Choosing iOS game categories… just roll the dice?

So you’ve made a great iOS game, prepared your launch and are ready to submit.

Now how to pick your App store sub/categories?  

Ranking within these subcategories after all is a critical part of picking up organic users, which is important for a successful game launch.

"Easy!"  you say… “Just pick what your gut tells you perfectly fits your game, you dummy!” 

Fair enough, but what if your game fits into multiple subcategories, then how to decide?

Like in our case with our first game.

Hmm let’s see…

  • We’re a 3d fashion game that young girls would like, so put it in Kids
  • But then moms and entire families can enjoy it, so maybe put it in Family?
  • But it’s a role playing game (you’re an aspiring stylist) so put it in RPG
  • But it’s mechanic is a fashion puzzler, so really it belongs in Puzzles 
  • Or maybe Strategy?  Coz there is planning to what to buy and wear…
  • Hang on, it’s really a Simulation of a fashion career come to think of it…
  • But then again it has a mini game which is definitely very Arcade.. 

Ugh….where the heck should it go?!

Having found no obvious choice, my inner engineer was itching for a number based approach to decide.  

Searching around uncovered some great sources including this by Casey Fleser, which I then stripped down to the possible categories and honing in on iPhone.

So let’s look at the % of top free iPhone games in the target subcategories:

Arcade 26.75%
Simulation 18.50%
Family 14.25%
Kids 13.50%
Puzzle 13.00%
Strategy 11.00%
Role Playing 8.50%

According to this the clear loser is RPG and clear winner is Arcade - that must be the one with the most demand and therefore the biggest demand, so just choose that one right?

But hang on, whilst there are a lot of players in that category, competition must be strong right, even for a unique game?

And does biggest demand mean biggest profits?

So let’s look at another way to slice it, by % breakdown of top grossing games:

Simulation 24.25%
Role Playing 20.75%
Arcade 20.00%
Strategy 17.25%
Family 10.50%
Puzzle 9.75%
Kids 5.00%

Hmm, the picture changes significantly.
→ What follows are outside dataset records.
//! Wire-level plumbing for talking to Jupyter kernels.
//!
//! This crate covers the layer between raw kernel channels and session
//! code: duplex message channels ([`WireMessageChannel`]), the connection
//! proxy that correlates requests with replies and fans out iopub traffic
//! ([`KernelConnectionProxy`]), socket identities for reconnect detection,
//! and the signal primitives everything above is wired together with.

pub mod channel;
pub mod proxy;
pub mod signal;
pub mod socket;
pub mod status;

pub use channel::{ChannelClosed, WireMessageChannel, WireReceiver, WireSender};
pub use proxy::{
    AnyMessage, KernelConnectionProxy, KernelInfo, KernelLifecycle, KernelModel, MessageDirection,
    RouteGuard, ShellRequest, ZmqControlLifecycle,
};
pub use signal::{CancellationToken, Signal, SignalBridge};
pub use socket::{KernelSocket, KernelSocketRegistry};
pub use status::{ConnectionStatus, KernelStatus};
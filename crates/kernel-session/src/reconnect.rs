//! Reconnect supervision across all live kernels.
//!
//! The [`AutoReconnectMonitor`] watches every kernel's connection status
//! and decides between "show a reconnecting indicator and wait" and
//! "the remote server is gone, give up". Restarts produce expected
//! transient disconnects, so all handling is suppressed between
//! `on_will_restart` and `on_restart_completed`.
//!
//! Bookkeeping lives in explicit side tables keyed by stable string ids
//! and is removed on `on_kernel_disposed`, so disposed kernels are never
//! retained.

use std::collections::HashMap;
use std::sync::{Arc, Mutex as StdMutex};

use kernel_wire::{ConnectionStatus, KernelConnectionProxy};
use log::{debug, info, warn};
use tokio::task::JoinHandle;

use crate::providers::{Disposable, MonitoredKernel, ReconnectUi, ServerProviderRegistry, ServerUriStorage};
use crate::types::CellRef;

#[derive(Default)]
struct ReconnectState {
    restarting: bool,
    last_executing_cell: Option<CellRef>,
    progress: Option<Box<dyn Disposable>>,
}

pub struct AutoReconnectMonitor {
    servers: Arc<dyn ServerProviderRegistry>,
    uri_storage: Arc<dyn ServerUriStorage>,
    ui: Arc<dyn ReconnectUi>,
    // Keyed by logical kernel id.
    states: StdMutex<HashMap<String, ReconnectState>>,
    // Connection-status events arrive keyed by connection, and a restart
    // swaps the connection object under the same logical kernel.
    kernels_by_connection: StdMutex<HashMap<String, Arc<dyn MonitoredKernel>>>,
    watchers: StdMutex<HashMap<String, JoinHandle<()>>>,
}

impl AutoReconnectMonitor {
    pub fn new(
        servers: Arc<dyn ServerProviderRegistry>,
        uri_storage: Arc<dyn ServerUriStorage>,
        ui: Arc<dyn ReconnectUi>,
    ) -> Arc<Self> {
        Arc::new(Self {
            servers,
            uri_storage,
            ui,
            states: StdMutex::new(HashMap::new()),
            kernels_by_connection: StdMutex::new(HashMap::new()),
            watchers: StdMutex::new(HashMap::new()),
        })
    }

    /// Begin tracking a kernel after its first successful start.
    ///
    /// Safe to call again after a restart with the new connection; the
    /// old watcher is replaced and the old connection mapping stays until
    /// disposal (stale entries are harmless, their events stop).
    pub fn on_kernel_started(
        self: &Arc<Self>,
        kernel: Arc<dyn MonitoredKernel>,
        connection: &Arc<KernelConnectionProxy>,
    ) {
        let kernel_id = kernel.id();
        self.kernels_by_connection
            .lock()
            .unwrap()
            .insert(connection.connection_id().to_string(), kernel);
        self.states
            .lock()
            .unwrap()
            .entry(kernel_id.clone())
            .or_default();

        let monitor = self.clone();
        let connection_id = connection.connection_id().to_string();
        let mut status_rx = connection.on_connection_status_changed().subscribe();
        let watcher = tokio::spawn(async move {
            loop {
                match status_rx.recv().await {
                    Ok(status) => {
                        // Events arrive keyed by connection; the table
                        // maps them back to the logical kernel. A missing
                        // entry means the kernel was disposed.
                        let kernel = monitor
                            .kernels_by_connection
                            .lock()
                            .unwrap()
                            .get(&connection_id)
                            .cloned();
                        match kernel {
                            Some(kernel) => {
                                monitor.handle_connection_status(&kernel, status).await
                            }
                            None => break,
                        }
                    }
                    Err(tokio::sync::broadcast::error::RecvError::Lagged(_)) => continue,
                    Err(tokio::sync::broadcast::error::RecvError::Closed) => break,
                }
            }
        });
        if let Some(old) = self.watchers.lock().unwrap().insert(kernel_id, watcher) {
            old.abort();
        }
    }

    /// Suppress reconnect handling for the duration of a restart.
    pub fn on_will_restart(&self, kernel_id: &str) {
        let progress = {
            let mut states = self.states.lock().unwrap();
            match states.get_mut(kernel_id) {
                Some(state) => {
                    state.restarting = true;
                    state.progress.take()
                }
                None => None,
            }
        };
        dispose_progress(progress);
    }

    pub fn on_restart_completed(&self, kernel_id: &str) {
        if let Some(state) = self.states.lock().unwrap().get_mut(kernel_id) {
            state.restarting = false;
        }
    }

    /// Drop all bookkeeping for a kernel. Active progress is released.
    pub fn on_kernel_disposed(&self, kernel_id: &str) {
        let progress = self
            .states
            .lock()
            .unwrap()
            .remove(kernel_id)
            .and_then(|mut state| state.progress.take());
        dispose_progress(progress);
        if let Some(watcher) = self.watchers.lock().unwrap().remove(kernel_id) {
            watcher.abort();
        }
        self.kernels_by_connection
            .lock()
            .unwrap()
            .retain(|_, kernel| kernel.id() != kernel_id);
    }

    /// Remember which cell a kernel is executing, for inline error
    /// annotation when the connection later drops for good.
    pub fn on_cell_executing(&self, kernel_id: &str, cell: CellRef) {
        if let Some(state) = self.states.lock().unwrap().get_mut(kernel_id) {
            state.last_executing_cell = Some(cell);
        }
    }

    pub fn on_cell_execution_idle(&self, kernel_id: &str) {
        if let Some(state) = self.states.lock().unwrap().get_mut(kernel_id) {
            state.last_executing_cell = None;
        }
    }

    pub async fn handle_connection_status(
        &self,
        kernel: &Arc<dyn MonitoredKernel>,
        status: ConnectionStatus,
    ) {
        let kernel_id = kernel.id();
        enum Action {
            Nothing,
            CheckLiveness { had_progress: bool },
        }
        let action = {
            let mut states = self.states.lock().unwrap();
            let state = match states.get_mut(&kernel_id) {
                Some(state) => state,
                None => return,
            };
            if state.restarting {
                debug!("[reconnect] {kernel_id} {status} during restart, ignoring");
                Action::Nothing
            } else {
                match status {
                    ConnectionStatus::Connected => {
                        dispose_progress(state.progress.take());
                        Action::Nothing
                    }
                    ConnectionStatus::Disconnected => {
                        if state.progress.is_some() {
                            dispose_progress(state.progress.take());
                            Action::CheckLiveness { had_progress: true }
                        } else {
                            Action::Nothing
                        }
                    }
                    ConnectionStatus::Connecting => {
                        if state.progress.is_some() {
                            Action::Nothing
                        } else {
                            Action::CheckLiveness { had_progress: false }
                        }
                    }
                }
            }
        };

        match action {
            Action::Nothing => {}
            Action::CheckLiveness { had_progress } => {
                if self.is_server_still_listed(kernel).await {
                    if !had_progress {
                        let progress = self.ui.begin_reconnect_progress(&kernel.display_name());
                        let mut states = self.states.lock().unwrap();
                        match states.get_mut(&kernel_id) {
                            // The kernel could have been disposed or
                            // reconnected while the liveness check ran.
                            Some(state) if state.progress.is_none() && !state.restarting => {
                                state.progress = Some(progress);
                            }
                            _ => dispose_progress(Some(progress)),
                        }
                    }
                } else {
                    self.handle_server_gone(kernel).await;
                }
            }
        }
    }

    /// Whether the remote server behind this kernel is still listed by
    /// its provider. Inconclusive checks fail open: a provider error or
    /// an unknown provider must never evict a server.
    async fn is_server_still_listed(&self, kernel: &Arc<dyn MonitoredKernel>) -> bool {
        let metadata = kernel.metadata();
        let handle = match metadata.server_handle() {
            Some(handle) => handle.clone(),
            None => return true,
        };
        match self.servers.list_server_handles(&handle).await {
            Ok(Some(handles)) => handles.contains(&handle.handle),
            Ok(None) => {
                warn!(
                    "[reconnect] no provider {} for kernel {}, assuming server alive",
                    handle.extension_id,
                    kernel.id()
                );
                true
            }
            Err(e) => {
                warn!(
                    "[reconnect] liveness check failed for kernel {}: {e}, assuming server alive",
                    kernel.id()
                );
                true
            }
        }
    }

    /// The server is confirmed gone: evict its URI, surface the terminal
    /// crash error, and dispose the kernel.
    async fn handle_server_gone(&self, kernel: &Arc<dyn MonitoredKernel>) {
        let kernel_id = kernel.id();
        info!("[reconnect] server for kernel {kernel_id} is gone, giving up");
        if let Some(handle) = kernel.metadata().server_handle().cloned() {
            if let Err(e) = self.uri_storage.remove(&handle).await {
                warn!("[reconnect] failed to evict server uri: {e}");
            }
        }
        let last_cell = self
            .states
            .lock()
            .unwrap()
            .get(&kernel_id)
            .and_then(|state| state.last_executing_cell.clone());
        self.ui
            .show_kernel_crash_error(&kernel.display_name(), last_cell.as_ref());
        kernel.dispose().await;
        self.on_kernel_disposed(&kernel_id);
    }
}

fn dispose_progress(progress: Option<Box<dyn Disposable>>) {
    if let Some(progress) = progress {
        progress.dispose();
    }
}
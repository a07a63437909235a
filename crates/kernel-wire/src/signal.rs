//! Broadcast-backed signals and the bridge helper that proxies them.
//!
//! A [`Signal`] is a lightweight multi-subscriber event channel. Emission
//! never fails: with no subscribers the value is simply dropped, matching
//! how a UI-facing event emitter behaves. Per-signal ordering follows the
//! underlying broadcast channel, so a bridged signal re-emits in exactly
//! the order the source emitted.
//!
//! [`SignalBridge`] owns the forwarding tasks that mirror one signal onto
//! another. All bindings are registered through the same two helpers and
//! torn down by a single `dispose()`, so the connect/disconnect pairing
//! cannot drift when another channel is added.

use std::sync::Arc;

use tokio::sync::{broadcast, watch};
use tokio::task::JoinHandle;

const SIGNAL_CAPACITY: usize = 256;

/// A multi-subscriber event channel.
pub struct Signal<T> {
    tx: broadcast::Sender<T>,
}

impl<T: Clone + Send + 'static> Signal<T> {
    pub fn new() -> Self {
        let (tx, _rx) = broadcast::channel(SIGNAL_CAPACITY);
        Self { tx }
    }

    /// Emit a value to all current subscribers.
    pub fn emit(&self, value: T) {
        // No subscribers is not an error.
        let _ = self.tx.send(value);
    }

    pub fn subscribe(&self) -> broadcast::Receiver<T> {
        self.tx.subscribe()
    }

    pub fn receiver_count(&self) -> usize {
        self.tx.receiver_count()
    }
}

impl<T: Clone + Send + 'static> Default for Signal<T> {
    fn default() -> Self {
        Self::new()
    }
}

impl<T> Clone for Signal<T> {
    fn clone(&self) -> Self {
        Self {
            tx: self.tx.clone(),
        }
    }
}

/// Owns the forwarding tasks that mirror source signals onto target
/// signals. Dropping or disposing the bridge detaches every binding.
pub struct SignalBridge {
    tasks: Vec<JoinHandle<()>>,
}

impl SignalBridge {
    pub fn new() -> Self {
        Self { tasks: Vec::new() }
    }

    /// Mirror every emission of `source` onto `target`, 1:1 and in order.
    pub fn forward<T: Clone + Send + 'static>(
        &mut self,
        mut source: broadcast::Receiver<T>,
        target: Signal<T>,
    ) {
        self.tasks.push(tokio::spawn(async move {
            loop {
                match source.recv().await {
                    Ok(value) => target.emit(value),
                    Err(broadcast::error::RecvError::Lagged(_)) => continue,
                    Err(broadcast::error::RecvError::Closed) => break,
                }
            }
        }));
    }

    /// Like [`SignalBridge::forward`], but runs `tap` on each value before
    /// re-emitting it (used for the unhandled-message diagnostic log).
    pub fn forward_with<T, F>(
        &mut self,
        mut source: broadcast::Receiver<T>,
        target: Signal<T>,
        mut tap: F,
    ) where
        T: Clone + Send + 'static,
        F: FnMut(&T) + Send + 'static,
    {
        self.tasks.push(tokio::spawn(async move {
            loop {
                match source.recv().await {
                    Ok(value) => {
                        tap(&value);
                        target.emit(value);
                    }
                    Err(broadcast::error::RecvError::Lagged(_)) => continue,
                    Err(broadcast::error::RecvError::Closed) => break,
                }
            }
        }));
    }

    /// Detach every binding. Safe to call more than once.
    pub fn dispose(&mut self) {
        for task in self.tasks.drain(..) {
            task.abort();
        }
    }
}

impl Default for SignalBridge {
    fn default() -> Self {
        Self::new()
    }
}

impl Drop for SignalBridge {
    fn drop(&mut self) {
        self.dispose();
    }
}

/// A cancellation token for long-running waits.
///
/// Cloned tokens share the same cancelled state. Cancellation is latched:
/// once cancelled, a token never becomes uncancelled.
#[derive(Clone)]
pub struct CancellationToken {
    tx: Arc<watch::Sender<bool>>,
}

impl CancellationToken {
    pub fn new() -> Self {
        let (tx, _rx) = watch::channel(false);
        Self { tx: Arc::new(tx) }
    }

    pub fn cancel(&self) {
        // send() drops the value when no receiver exists; the latch must
        // stick even while nobody is awaiting it.
        self.tx.send_replace(true);
    }

    pub fn is_cancelled(&self) -> bool {
        *self.tx.borrow()
    }

    /// Resolve once the token is cancelled.
    pub async fn cancelled(&self) {
        let mut rx = self.tx.subscribe();
        loop {
            if *rx.borrow() {
                return;
            }
            if rx.changed().await.is_err() {
                // All senders gone without cancelling; wait forever.
                futures::future::pending::<()>().await;
            }
        }
    }
}

impl Default for CancellationToken {
    fn default() -> Self {
        Self::new()
    }
}
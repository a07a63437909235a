//! The session connection base: a stable facade over a replaceable
//! transport session and its kernel connection.
//!
//! [`SessionConnectionCore`] re-emits every transport signal exactly once
//! per underlying emission, tracks socket identity across reconnects, and
//! guarantees dispose-safety: after `dispose()` the session reports
//! `Dead` and emits nothing further. The concrete wrappers
//! ([`crate::jupyter_session::JupyterSessionWrapper`],
//! [`crate::raw_session::RawSessionWrapper`]) layer shutdown policy and
//! idle-wait handling on top through [`KernelSessionConnection`].

use std::sync::atomic::{AtomicBool, Ordering};
use std::sync::{Arc, Mutex as StdMutex};
use std::time::Duration;

use async_trait::async_trait;
use kernel_wire::{CancellationToken, ConnectionStatus, KernelStatus, Signal, SignalBridge};
use log::{debug, info};
use tokio::task::JoinHandle;

use crate::error::SessionError;
use crate::transport::{SessionTransport, TransportSignals};
use crate::types::SessionKind;

/// Identity of the kernel attachment a session last observed. When the
/// fingerprint has not changed, re-running socket initialization is a
/// no-op so downstream observers see no redundant notifications.
#[derive(Debug, Clone, PartialEq, Eq)]
struct SocketFingerprint {
    proxy_addr: usize,
    kernel_id: String,
    model_json: String,
    socket_id: Option<u64>,
}

pub struct SessionConnectionCore {
    transport: Arc<dyn SessionTransport>,
    kind: SessionKind,
    signals: TransportSignals,
    socket_changed: Signal<()>,
    disposed_signal: Signal<()>,
    disposed: AtomicBool,
    bridge: StdMutex<SignalBridge>,
    fingerprint: StdMutex<Option<SocketFingerprint>>,
    status_watcher: StdMutex<Option<JoinHandle<()>>>,
}

impl SessionConnectionCore {
    /// Wrap a transport session, bridging all eight of its signals onto
    /// this session's own signal set.
    pub fn new(transport: Arc<dyn SessionTransport>, kind: SessionKind) -> Self {
        let signals = TransportSignals::new();
        let mut bridge = SignalBridge::new();
        let source = transport.signals();

        bridge.forward(
            source.property_changed.subscribe(),
            signals.property_changed.clone(),
        );
        bridge.forward(
            source.kernel_changed.subscribe(),
            signals.kernel_changed.clone(),
        );
        bridge.forward(
            source.status_changed.subscribe(),
            signals.status_changed.clone(),
        );
        bridge.forward(
            source.connection_status_changed.subscribe(),
            signals.connection_status_changed.clone(),
        );
        bridge.forward(
            source.iopub_message.subscribe(),
            signals.iopub_message.clone(),
        );
        let session_id = transport.id();
        bridge.forward_with(
            source.unhandled_message.subscribe(),
            signals.unhandled_message.clone(),
            move |message| {
                debug!(
                    "[session] {session_id} unhandled message type={}",
                    message.header.msg_type
                );
            },
        );
        bridge.forward(source.any_message.subscribe(), signals.any_message.clone());
        bridge.forward(
            source.pending_input.subscribe(),
            signals.pending_input.clone(),
        );

        Self {
            transport,
            kind,
            signals,
            socket_changed: Signal::new(),
            disposed_signal: Signal::new(),
            disposed: AtomicBool::new(false),
            bridge: StdMutex::new(bridge),
            fingerprint: StdMutex::new(None),
            status_watcher: StdMutex::new(None),
        }
    }

    pub fn transport(&self) -> &Arc<dyn SessionTransport> {
        &self.transport
    }

    pub fn kind(&self) -> SessionKind {
        self.kind
    }

    pub fn id(&self) -> String {
        self.transport.id()
    }

    pub fn path(&self) -> String {
        self.transport.path()
    }

    pub fn name(&self) -> String {
        self.transport.name()
    }

    pub fn session_type(&self) -> String {
        self.transport.session_type()
    }

    pub fn kernel_id(&self) -> Option<String> {
        self.transport.kernel().map(|k| k.kernel_info().id)
    }

    pub fn is_disposed(&self) -> bool {
        self.disposed.load(Ordering::SeqCst)
    }

    /// The session's re-emitted copies of the transport signals.
    pub fn signals(&self) -> &TransportSignals {
        &self.signals
    }

    pub fn on_socket_changed(&self) -> &Signal<()> {
        &self.socket_changed
    }

    pub fn on_disposed(&self) -> &Signal<()> {
        &self.disposed_signal
    }

    /// Session status. Disposed wins over anything the transport still
    /// reports; a session with no kernel yet is `Unknown`.
    pub fn status(&self) -> KernelStatus {
        if self.is_disposed() {
            return KernelStatus::Dead;
        }
        match self.transport.kernel() {
            Some(kernel) => kernel.status(),
            None => KernelStatus::Unknown,
        }
    }

    pub async fn set_path(&self, path: &str) -> Result<(), SessionError> {
        self.transport.set_path(path).await
    }

    pub async fn set_name(&self, name: &str) -> Result<(), SessionError> {
        self.transport.set_name(name).await
    }

    pub async fn set_session_type(&self, session_type: &str) -> Result<(), SessionError> {
        self.transport.set_session_type(session_type).await
    }

    /// Restart the kernel, then re-establish socket bookkeeping so
    /// observers see the new connection's identity.
    ///
    /// Concurrent restarts are not deduplicated here; callers keep a
    /// per-kernel pending-operation map if they need coalescing.
    pub async fn restart(&self) -> Result<(), SessionError> {
        let kernel = self.transport.kernel().ok_or(SessionError::InvalidKernel)?;
        kernel
            .restart()
            .await
            .map_err(|e| SessionError::Transport(e.to_string()))?;
        self.initialize_kernel_socket()?;
        Ok(())
    }

    /// Recompute the socket-identity fingerprint of the current kernel
    /// attachment. Unchanged fingerprint is a no-op; on change the old
    /// connection-status watcher is detached, a new one attached, and
    /// `socket_changed` fires once.
    pub fn initialize_kernel_socket(&self) -> Result<(), SessionError> {
        let kernel = self.transport.kernel().ok_or(SessionError::InvalidKernel)?;
        let info = kernel.kernel_info();
        let fingerprint = SocketFingerprint {
            proxy_addr: Arc::as_ptr(&kernel) as *const () as usize,
            kernel_id: info.id.clone(),
            model_json: serde_json::to_string(&info.model)
                .map_err(|e| SessionError::Transport(e.to_string()))?,
            socket_id: kernel.socket().map(|s| s.id()),
        };

        {
            let mut current = self.fingerprint.lock().unwrap();
            if current.as_ref() == Some(&fingerprint) {
                return Ok(());
            }
            *current = Some(fingerprint);
        }

        // Swap the connection-status watcher over to the new attachment.
        let mut statuses = kernel.on_connection_status_changed().subscribe();
        let status_signal = self.signals.status_changed.clone();
        let session_id = self.transport.id();
        let watcher = tokio::spawn(async move {
            loop {
                match statuses.recv().await {
                    Ok(ConnectionStatus::Disconnected) => {
                        // Re-broadcast the current status so observers
                        // re-evaluate against the dropped connection.
                        info!("[session] {session_id} kernel connection dropped");
                        status_signal.emit(kernel.status());
                    }
                    Ok(_) => {}
                    Err(tokio::sync::broadcast::error::RecvError::Lagged(_)) => continue,
                    Err(tokio::sync::broadcast::error::RecvError::Closed) => break,
                }
            }
        });
        let old = self.status_watcher.lock().unwrap().replace(watcher);
        if let Some(old) = old {
            old.abort();
        }

        self.socket_changed.emit(());
        Ok(())
    }

    /// Idempotent teardown: one synthetic `Dead` emission, one disposed
    /// emission, then every signal bridge is detached. Never fails.
    pub fn dispose(&self) {
        if self.disposed.swap(true, Ordering::SeqCst) {
            return;
        }
        info!("[session] disposing {}", self.transport.id());
        self.signals.status_changed.emit(KernelStatus::Dead);
        self.disposed_signal.emit(());
        self.bridge.lock().unwrap().dispose();
        if let Some(watcher) = self.status_watcher.lock().unwrap().take() {
            watcher.abort();
        }
    }
}

/// The session facade the rest of the system talks to. Subclass-specific
/// policy lives in `shutdown` and `wait_for_idle`; everything identity-
/// shaped delegates to the core.
#[async_trait]
pub trait KernelSessionConnection: Send + Sync {
    fn core(&self) -> &SessionConnectionCore;

    fn kind(&self) -> SessionKind {
        self.core().kind()
    }

    fn status(&self) -> KernelStatus {
        self.core().status()
    }

    async fn shutdown(&self) -> Result<(), SessionError>;

    async fn restart(&self) -> Result<(), SessionError>;

    /// Wait for the kernel to report idle. On timeout, cancellation, or
    /// disposal the session must be treated as unusable.
    async fn wait_for_idle(
        &self,
        timeout: Duration,
        token: &CancellationToken,
    ) -> Result<(), SessionError>;

    async fn dispose(&self);
}

/// Race the kernel-idle signal against disposal, the timeout, and the
/// caller's token. Already-idle short-circuits without waiting.
pub(crate) async fn wait_for_idle_on_session(
    core: &SessionConnectionCore,
    timeout: Duration,
    token: &CancellationToken,
) -> Result<(), SessionError> {
    // Subscribe before sampling so a transition between the check and the
    // wait is not lost.
    let mut statuses = core.signals().status_changed.subscribe();
    let mut disposed = core.on_disposed().subscribe();

    if core.is_disposed() {
        return Err(SessionError::SessionDisposed);
    }
    if core.status() == KernelStatus::Idle {
        return Ok(());
    }

    let deadline = tokio::time::sleep(timeout);
    tokio::pin!(deadline);
    loop {
        tokio::select! {
            status = statuses.recv() => match status {
                Ok(KernelStatus::Idle) => return Ok(()),
                Ok(KernelStatus::Dead) => return Err(SessionError::SessionDisposed),
                Ok(_) => continue,
                Err(tokio::sync::broadcast::error::RecvError::Lagged(_)) => {
                    if core.status() == KernelStatus::Idle {
                        return Ok(());
                    }
                    continue;
                }
                Err(tokio::sync::broadcast::error::RecvError::Closed) => {
                    return Err(SessionError::SessionDisposed);
                }
            },
            _ = disposed.recv() => return Err(SessionError::SessionDisposed),
            _ = token.cancelled() => return Err(SessionError::Cancelled),
            _ = &mut deadline => return Err(SessionError::WaitForIdleTimeout(timeout)),
        }
    }
}
//! Error taxonomy for session connections and code execution.
//!
//! Errors are `Clone` because a single failure settles a watch-backed
//! outcome that many waiters may observe.

use std::time::Duration;

use serde::{Deserialize, Serialize};
use thiserror::Error;

/// Structured kernel-side execution failure, carried out of an
/// `execute_reply` with `status = "error"`.
#[derive(Debug, Clone, PartialEq, Eq, Serialize, Deserialize, Error)]
#[error("{ename}: {evalue}")]
pub struct KernelFailure {
    pub ename: String,
    pub evalue: String,
    pub traceback: Vec<String>,
}

#[derive(Debug, Clone, Error)]
pub enum SessionError {
    /// The session or its kernel connection is gone. Not retryable.
    #[error("session has been disposed")]
    SessionDisposed,

    /// No kernel is attached where one is required.
    #[error("no kernel attached to session")]
    InvalidKernel,

    /// A wait was cancelled through its token. Callers must treat the
    /// session state as unknown afterwards.
    #[error("operation was cancelled")]
    Cancelled,

    /// The kernel did not reach idle within the allotted time.
    #[error("kernel did not become idle within {0:?}")]
    WaitForIdleTimeout(Duration),

    /// The kernel executed the code and reported an error.
    #[error(transparent)]
    Kernel(#[from] KernelFailure),

    /// Wire-level failure from the transport underneath.
    #[error("transport failure: {0}")]
    Transport(String),
}
//! Kernel session connections and their lifecycle policy.
//!
//! Sits on top of `kernel-wire`: a [`SessionConnectionCore`] bridges a
//! transport session's signals up to subscribers, the two wrappers
//! ([`JupyterSessionWrapper`], [`RawSessionWrapper`]) add
//! shutdown/restart policy per transport kind, [`CodeExecutionRequest`]
//! runs one code submission end to end, and [`AutoReconnectMonitor`]
//! supervises reconnects across every live kernel.

pub mod connection;
pub mod error;
pub mod execution;
pub mod jupyter_session;
pub mod providers;
pub mod raw_session;
pub mod reconnect;
pub mod transport;
pub mod types;

pub use connection::{KernelSessionConnection, SessionConnectionCore};
pub use error::{KernelFailure, SessionError};
pub use execution::{CodeExecutionRequest, CompletionKind, ExecutionIdFactory, ExecutionStatus};
pub use jupyter_session::JupyterSessionWrapper;
pub use providers::{
    Disposable, KernelDependencyService, MonitoredKernel, ReconnectUi, ServerProviderRegistry,
    ServerUriStorage,
};
pub use raw_session::RawSessionWrapper;
pub use reconnect::AutoReconnectMonitor;
pub use transport::{SessionTransport, TransportSignals};
pub use types::{
    CellRef, KernelConnectionMetadata, PythonEnvironment, Resource, ResourceType,
    ServerProviderHandle, SessionKind,
};
//! Kernel execution and connection status types.

use jupyter_protocol::ExecutionState;
use serde::Serialize;

/// Execution status of a kernel as reported on the iopub channel.
///
/// `Unknown` is used before a kernel has reported anything; `Dead` is
/// latched once a session is disposed and takes precedence over any value
/// the transport may still report.
#[derive(Debug, Clone, Copy, PartialEq, Eq, Serialize)]
#[serde(rename_all = "snake_case")]
pub enum KernelStatus {
    Unknown,
    Starting,
    Idle,
    Busy,
    Terminating,
    Restarting,
    #[serde(rename = "autorestarting")]
    AutoRestarting,
    Dead,
}

impl std::fmt::Display for KernelStatus {
    fn fmt(&self, f: &mut std::fmt::Formatter<'_>) -> std::fmt::Result {
        match self {
            KernelStatus::Unknown => write!(f, "unknown"),
            KernelStatus::Starting => write!(f, "starting"),
            KernelStatus::Idle => write!(f, "idle"),
            KernelStatus::Busy => write!(f, "busy"),
            KernelStatus::Terminating => write!(f, "terminating"),
            KernelStatus::Restarting => write!(f, "restarting"),
            KernelStatus::AutoRestarting => write!(f, "autorestarting"),
            KernelStatus::Dead => write!(f, "dead"),
        }
    }
}

impl From<ExecutionState> for KernelStatus {
    fn from(state: ExecutionState) -> Self {
        match state {
            ExecutionState::Busy => KernelStatus::Busy,
            ExecutionState::Idle => KernelStatus::Idle,
            ExecutionState::Starting => KernelStatus::Starting,
            ExecutionState::Restarting => KernelStatus::Restarting,
            ExecutionState::Terminating => KernelStatus::Terminating,
            ExecutionState::Dead => KernelStatus::Dead,
            _ => KernelStatus::Unknown,
        }
    }
}

/// Health of the wire connection to a kernel, independent of what the
/// kernel itself is doing.
#[derive(Debug, Clone, Copy, PartialEq, Eq, Serialize)]
#[serde(rename_all = "snake_case")]
pub enum ConnectionStatus {
    Connecting,
    Connected,
    Disconnected,
}

impl std::fmt::Display for ConnectionStatus {
    fn fmt(&self, f: &mut std::fmt::Formatter<'_>) -> std::fmt::Result {
        match self {
            ConnectionStatus::Connecting => write!(f, "connecting"),
            ConnectionStatus::Connected => write!(f, "connected"),
            ConnectionStatus::Disconnected => write!(f, "disconnected"),
        }
    }
}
Arcade isn’t on top now.  It isn’t even #2nd…

So let’s take another way to slice it, this time by ratio of top grossing to top free ranking. ie- which subcategories were over or underperforming relative to their competition / volume.

Role Playing 244.12%
Strategy 156.82%
Simulation 131.08%
Puzzle 75.00%
Arcade 74.77%
Family 73.68%
Kids 37.04%

That seemed better.

Now we had the top subcategories that had the best “bang for buck”… and what we ended up running with:

Results?  

The game ended up hitting the Top 10 free RPG game in over 15 countries.  We also hit Top #10 in our secondary subcategory, Strategy, in a bunch of countries. Given it was a first launch and we had and still have a lot to learn, we were happy at how it turned out.

Lessons learned

  • In the absence of an “only sensible choice” a methodical approach to choosing your app categories is a good idea
  • Consider market demand, monetization and competition when deciding
  • A racing game won’t find all the racing fans who are searching in that part of the app store.  At the end of the day, the choice should “make sense” *  
  • Secondary subcategory also plays (a surprisingly) important part, don’t just focus on the primary subcategory

Caveats and notes

  • This is just one approach, there are plenty of others to go about deciding. Would love to hear any other others people are using out there..
  • In the absence of a proper A/B test there is no way to isolate how much impact the subcategory choice.  Certainly there were other factors for the launch that played their part too (more in a future post).
  • Apart from pure numbers, there are plenty of other marketing considerations.  For example for us we didn’t want to get labelled as just a “kids” game, given half our audience is adult
  • Although I haven’t done it myself, I’m assuming this type of approach would work to other app categories apart from games

* Although it would be interesting to explore the impact of a “novelty” choice that sticks out of a “wrong” category. Perhaps an interesting future blog topic…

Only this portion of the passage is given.